En attendant de prendre hauteur, l’ingénieur fit commencer les réparations, qu’il comptait achever dans la journée. Les hélices suspensives, en parfait état, avaient admirablement fonctionné au milieu des violences de l’ouragan, lequel, on l’a fait observer, avait plutôt soulagé leur travail. En ce moment, la moitié du jeu était en fonction — ce qui suffisait à assurer la tension du câble fixé perpendiculairement au littoral.
Mais les deux propulseurs avaient souffert, et plus encore que ne le croyait Robur. Il fallait redresser leurs branches et retoucher l’engrenage qui leur transmettait le mouvement de rotation.
Ce fut l’hélice antérieure, dont le personnel s’occupa d’abord sous la direction de Robur et de Tom Turner. Mieux valait commencer par elle, pour le cas où un motif quelconque eût obligé l’Albatros à partir avant que le travail fût achevé. Rien qu’avec ce propulseur, on pouvait se maintenir plus aisément en bonne route.
Entre-temps, Uncle Prudent et son collègue, après s’être promenés sur la plate-forme, étaient allés s’asseoir à l’arrière.
Quant à Frycollin, il était singulièrement rassure. Quelle différence! N’être plus suspendu qu’à cent cinquante pieds du sol!
Les travaux ne furent interrompus qu’au moment ou l’élévation du soleil au-dessus de l’horizon permit de prendre d’abord un angle horaire, puis, lors de sa culmination, de calculer le midi du lieu.
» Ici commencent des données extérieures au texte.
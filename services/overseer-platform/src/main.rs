use agent_metrics::HttpMetricsClient;
use clap::Parser;
use fleet_monitor::{FleetHealthMonitor, FleetStore, MemoryStore};
use overseer_core::{PlatformConfig, BUILD_INFO};
use overseer_platform::{router, AppState, Distributor};
use std::net::SocketAddr;
use std::path::PathBuf;
use std::sync::Arc;
use tokio::net::TcpListener;
use tracing::{info, warn};
use tracing_subscriber::EnvFilter;

#[derive(Parser, Debug)]
#[command(name = "overseer-platform", version, about = "Overseer control plane")]
struct Args {
    /// Path to the TOML configuration file
    #[arg(long, env = "OVERSEER_CONFIG", default_value = "overseer.toml")]
    config: PathBuf,

    /// Override the configured listen address
    #[arg(long)]
    listen: Option<SocketAddr>,
}

#[tokio::main]
async fn main() -> anyhow::Result<()> {
    let args = Args::parse();
    let mut config = PlatformConfig::load(&args.config)?;
    if let Some(listen) = args.listen {
        config.listen = listen;
    }

    let filter =
        EnvFilter::try_from_default_env().unwrap_or_else(|_| EnvFilter::new(&config.log_level));
    tracing_subscriber::fmt().with_env_filter(filter).init();

    info!("Starting {}", BUILD_INFO);

    let store = Arc::new(MemoryStore::new());
    for record in &config.agents {
        if let Err(e) = store.register_agent(record).await {
            warn!(agent_id = %record.id, error = %e, "Failed to seed agent");
        }
    }

    let source = Arc::new(HttpMetricsClient::from_config(&config.monitor)?);
    let monitor = Arc::new(FleetHealthMonitor::new(
        config.monitor.clone(),
        store.clone(),
        source,
    )?);
    monitor.refresh_monitoring().await?;
    let monitor_handle = monitor.start()?;

    let distributor = Distributor::new(&config.distribution)?;
    let state = Arc::new(AppState::new(monitor, store, distributor));
    let app = router(state);

    let listener = TcpListener::bind(config.listen).await?;
    info!("Overseer Platform listening on {}", listener.local_addr()?);

    axum::serve(listener, app)
        .with_graceful_shutdown(async {
            if let Err(e) = tokio::signal::ctrl_c().await {
                warn!(error = %e, "Failed to listen for shutdown signal");
            }
            info!("Shutdown signal received");
        })
        .await?;

    monitor_handle.shutdown().await;
    Ok(())
}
Le résultat de l’observation, faite avec la plus grande exactitude, fut celui-ci :
Longitude 176°17’ à l’est du méridien zéro.
Latitude 43°37’ australe.
Le point, sur la carte, se rapportait à la position de l’île Chatam et de l’îlot Viff, dont le groupe est aussi désigné sous l’appellation commune d’îles Brougthon. Ce groupe se trouve à quinze degrés dans l’est de Tawaï-Pomanou, l’île méridionale de la Nouvelle-Zélande, située dans la partie sud de l’océan Pacifique.
« C’est à peu près ce que je supposais, dit Robur à Tom Turner.
— Et alors, nous sommes?...
— A quarante-six degrés dans le sud de l’île X, soit à une distance de deux mille huit cents milles.
— Raison de plus pour réparer nos propulseurs, répondit le contremaître. Dans ce trajet, nous pourrions rencontrer des vents contraires, et, avec le peu qui nous reste d’approvisionnements, il importe de rallier l’île X le plus vite possible.
— Oui, Tom, et j’espère bien me mettre en route dans la nuit, quand je devrais ne partir qu’avec une seule hélice, quitte à réparer l’autre en route.
— Master Robur, demanda Tom Turner, et ces deux gentlemen, et leur domestique ?...
— Tom Turner, répondit l’ingénieur, seraient-ils à plaindre pour devenir colons de l’île X? »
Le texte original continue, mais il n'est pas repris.